- Born: October 20, 1971 (age 54) Chicago, Illinois, U.S.
- Occupation: Actor
- Years active: 1998–present

= Kenneth Choi =

American actor (born 1971)

Kenneth Choi (born October 20, 1971) is an American actor. He is known for playing Henry Lin on the television series Sons of Anarchy (2008–2014), Chester Ming in Martin Scorsese's The Wolf of Wall Street (2013), and Judge Lance Ito in The People v. O. J. Simpson: American Crime Story (2016). He is also known for his roles as Jim Morita and Principal Morita in the Marvel Cinematic Universe films Captain America: The First Avenger (2011) and Spider-Man: Homecoming (2017) respectively, and Lewis on the Fox comedy series The Last Man on Earth (2016–2017). Since 2018 he has been starring in the Fox/ABC drama series 9-1-1, playing LAFD firefighter Howie "Chimney" Han.

==Early life==

Eventually I said, you know, "I'm going to give it a go, I’m going to try it" and so I dropped out of school, I packed up all of my belongings, which was not much, [I] saved up enough money to buy a one-way Greyhound ticket and I came out West.
— —Kenneth Choi

Choi was born in Chicago, Illinois, to Korean immigrants. His father was an electrical engineering professor and businessman. His mother was a registered nurse before becoming a stay-at-home mother. Choi is the middle of three children. He attended Longwood Elementary in Glenwood, Illinois and intermediate and junior high school at Brookwood School District 167. Choi performed as a breakdancer in junior high. He ran cross-country and was a gymnast at Homewood-Flossmoor High School, where he held the sophomore record for the pommel horse. His parents, especially his father, discouraged his childhood dreams of becoming an actor, instructing him to pursue a "responsible and reasonable" career, like accounting. Choi followed the advice of his parents and majored in accounting at Purdue University, but decided to drop out to pursue his acting dream. Choi stated: "I came from a very traditional Asian upbringing so they were very strict. When I decided to pursue acting, I knew that I had to do it all on my own. When I left the Midwest, I cut all ties with my family. I basically ran away from home."

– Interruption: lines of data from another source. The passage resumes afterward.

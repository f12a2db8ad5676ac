use binrw::binrw;

use crate::{BLOCK_SIZE, EXTENT_BLOCK_ID, INODE_TABLE_BLOCK_ID, MAGIC};

/// Superblock:
/// - identifies a tomofs image;
/// - locates the free extent and the inode table;
/// - counts allocated inodes.
#[binrw]
#[brw(little)]
#[derive(Debug, Clone, PartialEq, Eq)]
pub struct SuperBlock {
    /// Magic number: checked on every mount
    magic: u32,
    pub block_size: u32,
    /// Blocks on the device at format time
    pub total_blocks: u64,
    /// Block holding the free extent record
    pub extent_block: u64,
    pub inode_table_block: u64,
    /// Allocated inodes, root included, sentinel excluded
    pub inode_count: u64,
    _reserved: u64,
}

impl SuperBlock {
    pub const SIZE: usize = 48;

    /// The superblock of a freshly formatted device: only the root is allocated.
    pub fn new(total_blocks: u64) -> Self {
        Self {
            magic: MAGIC,
            block_size: BLOCK_SIZE as u32,
            total_blocks,
            extent_block: EXTENT_BLOCK_ID,
            inode_table_block: INODE_TABLE_BLOCK_ID,
            inode_count: 1,
            _reserved: 0,
        }
    }

    #[inline]
    pub fn magic(&self) -> u32 {
        self.magic
    }

    #[inline]
    pub fn is_valid(&self) -> bool {
        self.magic == MAGIC
    }
}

Choi moved to Portland, Oregon to pursue acting. He had no work experience so he gained employment at a Blockbuster video store. He spent the next five years training with Portland acting teachers, most notably Paul Warner.

==Acting career==
Choi began his acting career in Portland, Oregon. His first role was in the Disney Channel television film, Halloweentown, with Debbie Reynolds. Choi moved to Los Angeles in late 1999 to further pursue acting. In film, he appeared in The Wolf of Wall Street (as Chester Ming), Captain America: The First Avenger (as Jim Morita), Red Dawn (as Smith) and Suicide Squad. In the 2017 film Spider-Man: Homecoming, he plays a grandson of his Captain America character.

Choi has appeared on television. He played Henry Lin in Sons of Anarchy, Captain Ed Rollins on the NBC TV series Ironside and Sam Luttrell for the NBC TV series Allegiance.

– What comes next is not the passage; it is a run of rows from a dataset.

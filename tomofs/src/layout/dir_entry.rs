use alloc::borrow::Cow;
use alloc::string::String;

use binrw::binrw;

use super::InodeNumber;
use crate::{Error, MAX_NAME_LEN, Result};

/// Bytes reserved for the name inside a record
pub const NAME_CAP: usize = 60;

/// Metadata of one directory child.
#[binrw]
#[brw(little)]
#[derive(Debug, Clone, PartialEq, Eq)]
pub struct DirEntry {
    // NUL-padded; the last byte stays NUL
    name: [u8; NAME_CAP],
    ino: u32,
}

impl DirEntry {
    /// A record is always 64 bytes
    pub const SIZE: usize = 64;

    pub fn new(name: &str, ino: InodeNumber) -> Result<Self> {
        validate_name(name)?;
        let bytes = name.as_bytes();
        let mut buf = [0; NAME_CAP];
        buf[..bytes.len()].copy_from_slice(bytes);

        Ok(Self {
            name: buf,
            ino: ino.get(),
        })
    }

    /// Name bytes up to the first NUL, or the whole field if there is none.
    pub fn name_bytes(&self) -> &[u8] {
        let len = self
            .name
            .iter()
            .position(|&c| c == 0)
            .unwrap_or(NAME_CAP);
        &self.name[..len]
    }

    pub fn name(&self) -> Cow<'_, str> {
        String::from_utf8_lossy(self.name_bytes())
    }

    #[inline]
    pub fn inode(&self) -> InodeNumber {
        InodeNumber::new(self.ino)
    }

    /// C-string comparison against a validated name.
    #[inline]
    pub fn matches(&self, name: &str) -> bool {
        self.name_bytes() == name.as_bytes()
    }
}

/// A name must be non-empty, at most [`MAX_NAME_LEN`] bytes, and free of NUL
/// and `/`.
pub fn validate_name(name: &str) -> Result<()> {
    if name.is_empty() || name.bytes().any(|c| c == 0 || c == b'/') {
        return Err(Error::InvalidName);
    }
    if name.len() > MAX_NAME_LEN {
        return Err(Error::NameTooLong);
    }
    Ok(())
}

Choi played Judge Lance Ito in The People v. O.J. Simpson: American Crime Story. He has appeared in various TV series including Longmire, The Newsroom, The Last Man on Earth, Glee, Heroes, 24, Lincoln Heights, CSI: Crime Scene Investigation, House M.D. and The King of Queens.

Choi provided his voice as Jim Morita for the video game Captain America: Super Soldier. He voiced the role of a gangster in the 2004 video game Grand Theft Auto: San Andreas.

In October 2017, Choi was cast as Howie "Chimney" Han on Fox TV's 9-1-1. In 2018, Choi played Bob Dwyer on Starz's Counterpart. Also that year, he appeared in the feature films Gringo and Hotel Artemis.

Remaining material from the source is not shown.